Symptoms of Haemorrhage

Few signs and symptoms that usually accompanying haemorrhage are heavy blood loss, be it internal or external. Increased pulse rate, low blood pressure, increasing pallor, restlessness and deep sighing respiration (air hanger) are the typical features of acute extremities, empty veins are also characteristically seen when the bleeding is continuing.

Pulse rate and blood pressure should be measured ¼th or ½ hourly intervals when the patient is losing blood. Often the blood pressure is maintained at normal level by peripheral vaso constriction due to adrenergic releasing. Suddenly the blood pressure may fall abruptly with collapse and even death of the patient. Moreover, when the blood loss has been excessive It pulse becomes of low volume, which is classically known as ‘Thready Pulse’.

Treatment of Haemorrhage

It consists of two parts.

(A) To stop blood loss

(B) To restore blood volume by blood transfusion, infusion of crystalloid solution and infusion of plasma or plasma substitutes.

(A) Blood loss is stopped mainly by three methods: (1) Rest (2) Pressure and packing from outside (3) By operative methods.

(1) Rest : Absolute reset is necessary because restlessness causes more blood loss.

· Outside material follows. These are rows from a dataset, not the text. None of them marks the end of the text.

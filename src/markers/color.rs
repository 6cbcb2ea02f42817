use rand::Rng;
use serde::{Deserialize, Serialize};

/// Lowest channel value for generated colors, keeps markers away from near-black.
pub const COLOR_CHANNEL_MIN: f64 = 0.3;
pub const COLOR_CHANNEL_MAX: f64 = 1.0;

/// RGB display color of a marker, each component in `0.0..=1.0`.
#[derive(Debug, Clone, Copy, PartialEq, Serialize, Deserialize)]
#[serde(from = "[f64; 3]", into = "[f64; 3]")]
pub struct MarkerColor {
    pub r: f64,
    pub g: f64,
    pub b: f64,
}

impl MarkerColor {
    pub fn new(r: f64, g: f64, b: f64) -> Self {
        Self { r, g, b }
    }

    /// Draws each channel independently and uniformly from `[0.3, 1.0]`.
    pub fn random<R: Rng>(rng: &mut R) -> Self {
        Self {
            r: rng.random_range(COLOR_CHANNEL_MIN..=COLOR_CHANNEL_MAX),
            g: rng.random_range(COLOR_CHANNEL_MIN..=COLOR_CHANNEL_MAX),
            b: rng.random_range(COLOR_CHANNEL_MIN..=COLOR_CHANNEL_MAX),
        }
    }

    pub fn components(&self) -> [f64; 3] {
        [self.r, self.g, self.b]
    }
}

impl From<[f64; 3]> for MarkerColor {
    fn from([r, g, b]: [f64; 3]) -> Self {
        Self { r, g, b }
    }
}

impl From<MarkerColor> for [f64; 3] {
    fn from(color: MarkerColor) -> Self {
        color.components()
    }
}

Some sedatives and analgesics are presecribed to provide rest to the patients. Morphine is commonly use.

(2) Pressure and Packing from outside: This is mainly a first aid treatment. Sterile pieces of gauze and bandage may be used as pressure bandage to reduce bleeding from external wound. If sterile gauzes and bandages are not available, then clean linen cloth may be used as bandage to reduce bleeding from the wound.

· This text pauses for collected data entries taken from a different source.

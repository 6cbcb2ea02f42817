use rand::SeedableRng;
use rand::rngs::StdRng;
use tracing::{debug, error, info, instrument, warn};

use crate::analysis::{AnalysisConfig, AnalysisReport, StagnantInterval, StagnationAnalyzer};
use crate::config::Configuration;
use crate::error::AnalysisError;
use crate::host::{MarkerSink, SceneHost, TransactionScope};
use crate::markers::MarkerColor;

const ANALYZE_SCOPE: &str = "Analyze timing";
const CLEAR_SCOPE: &str = "Clear timing markers";

/// The timing tool: analyzes the selection and manages its markers on a host.
///
/// Both operations take `&mut self`, so one invocation always finishes before
/// the next can start.
pub struct TimingTool<H: SceneHost> {
    host: H,
    rng: StdRng,
}

impl<H: SceneHost> TimingTool<H> {
    pub fn new(host: H) -> Self {
        Self {
            host,
            rng: StdRng::from_os_rng(),
        }
    }

    /// Marker colors become reproducible for a given seed.
    pub fn with_seed(host: H, seed: u64) -> Self {
        Self {
            host,
            rng: StdRng::seed_from_u64(seed),
        }
    }

    pub fn from_configuration(host: H, configuration: &Configuration) -> Self {
        match configuration.color_seed {
            Some(seed) => Self::with_seed(host, seed),
            None => Self::new(host),
        }
    }

    pub fn host(&self) -> &H {
        &self.host
    }

    pub fn host_mut(&mut self) -> &mut H {
        &mut self.host
    }

    pub fn into_host(self) -> H {
        self.host
    }

    /// Finds stagnant intervals of the selection over the playback range and
    /// replaces all markers with one marker per interval.
    ///
    /// An empty selection is reported before anything on the host changes.
    /// Any other failure rolls the host back to its state before the call.
    #[instrument(skip(self))]
    pub fn analyze(&mut self, threshold: f64) -> Result<AnalysisReport, AnalysisError> {
        let entities = self.host.selection();
        if entities.is_empty() {
            warn!("{}", AnalysisError::EmptySelection);
            return Err(AnalysisError::EmptySelection);
        }

        let config = AnalysisConfig::new(threshold, self.host.playback_range(), entities)?;
        if !config.threshold().is_practical() {
            warn!(
                "Threshold {} is outside the usual range of 0.01 to 10.0",
                threshold
            );
        }

        let result = self.analyze_in_scope(&config);
        match &result {
            Ok(report) => info!(
                "Created {} timing markers over {}",
                report.intervals.len(),
                report.range
            ),
            Err(e) => error!("Timing analysis failed, changes rolled back: {}", e),
        }
        result
    }

    fn analyze_in_scope(
        &mut self,
        config: &AnalysisConfig,
    ) -> Result<AnalysisReport, AnalysisError> {
        self.host
            .ensure_marker_support()
            .map_err(AnalysisError::Sink)?;

        let mut scope = TransactionScope::open(&mut self.host, ANALYZE_SCOPE)
            .map_err(AnalysisError::Transaction)?;

        let report = StagnationAnalyzer::new(config).run(&mut *scope)?;
        replace_markers(&mut *scope, &report.intervals, &mut self.rng)?;

        scope.commit().map_err(AnalysisError::Transaction)?;
        Ok(report)
    }

    /// Removes every marker in one undoable step, returning how many were removed.
    /// Does nothing when there are no markers.
    pub fn clear_markers(&mut self) -> Result<usize, AnalysisError> {
        if self.host.markers().is_empty() {
            debug!("No timing markers to clear");
            return Ok(0);
        }

        let mut scope = TransactionScope::open(&mut self.host, CLEAR_SCOPE)
            .map_err(AnalysisError::Transaction)?;
        let removed = scope.clear_all_markers().map_err(AnalysisError::Sink)?;
        scope.commit().map_err(AnalysisError::Transaction)?;

        info!("Cleared {} timing markers", removed);
        Ok(removed)
    }
}

/// Clears the sink completely, then writes one randomly colored marker per interval.
fn replace_markers<S, R>(
    sink: &mut S,
    intervals: &[StagnantInterval],
    rng: &mut R,
) -> Result<(), AnalysisError>
where
    S: MarkerSink + ?Sized,
    R: rand::Rng,
{
    let removed = sink.clear_all_markers().map_err(AnalysisError::Sink)?;
    debug!("Removed {} previous timing markers", removed);

    for interval in intervals {
        let color = MarkerColor::random(rng);
        sink.create_marker(*interval, color)
            .map_err(AnalysisError::Sink)?;
    }
    Ok(())
}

(3) By operative Methods: During operation haemorrhage is usually stopped by artery forceps (haemostats and vessels. Then the bleeding vessel is either ligated with catgut or silk according to the size of the vessel. When haemorrhage is in the form of oozing then gelatin spange may be used to stop such bleeding.

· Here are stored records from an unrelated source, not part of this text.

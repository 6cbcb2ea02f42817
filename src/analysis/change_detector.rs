use std::ops::RangeInclusive;

use crate::analysis::sampler::read_sample;
use crate::common::{EntityId, Frame};
use crate::error::AnalysisError;
use crate::host::ChannelSource;

/// Range the threshold control offers; other positive values still work.
pub const PRACTICAL_THRESHOLD_RANGE: RangeInclusive<f64> = 0.01..=10.0;

/// Minimum per-frame, per-channel delta that counts as significant motion.
#[derive(Debug, Clone, Copy, PartialEq, PartialOrd)]
pub struct Threshold(f64);

impl Threshold {
    pub fn new(value: f64) -> Result<Self, AnalysisError> {
        if !value.is_finite() || value <= 0.0 {
            return Err(AnalysisError::InvalidThreshold(value));
        }
        Ok(Self(value))
    }

    pub fn value(&self) -> f64 {
        self.0
    }

    pub fn is_practical(&self) -> bool {
        PRACTICAL_THRESHOLD_RANGE.contains(&self.0)
    }
}

impl Default for Threshold {
    fn default() -> Self {
        Self(1.0)
    }
}

pub struct ChangeDetector {
    threshold: Threshold,
}

impl ChangeDetector {
    pub fn new(threshold: Threshold) -> Self {
        Self { threshold }
    }

    pub fn threshold(&self) -> Threshold {
        self.threshold
    }

    /// Detect if any entity moved more than the threshold between `frame - 1` and `frame`.
    ///
    /// Stops at the first entity that moved. Any failed read aborts with
    /// `AnalysisError::ChannelRead`.
    pub fn detect_change<S: ChannelSource + ?Sized>(
        &self,
        source: &S,
        entities: &[EntityId],
        frame: Frame,
    ) -> Result<bool, AnalysisError> {
        for entity in entities {
            let previous = read_sample(source, entity, frame - 1)?;
            let current = read_sample(source, entity, frame)?;

            if current.moved_beyond(&previous, self.threshold.value()) {
                tracing::debug!("{} moved at frame {}", entity, frame);
                return Ok(true);
            }
        }
        Ok(false)
    }
}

Subconjuntival Haemorrahge

It is a haemorrhage, commonly seen in the region of eye. It is commonly seen during facture of facial region. It comes under Lefort’s classification of fracture may occur due to trauma. Along with subconjunctival haemorrhage these may be pain and oedema also noted in some cases. There may be also discolouration around the eye region. Bluish coloured ey may be noted. Patient may not be able to open the eye for few days. But in due course of time it gets healed. As eye, is important organ of body, so special attention should be given and it should be protected from any sort of infection.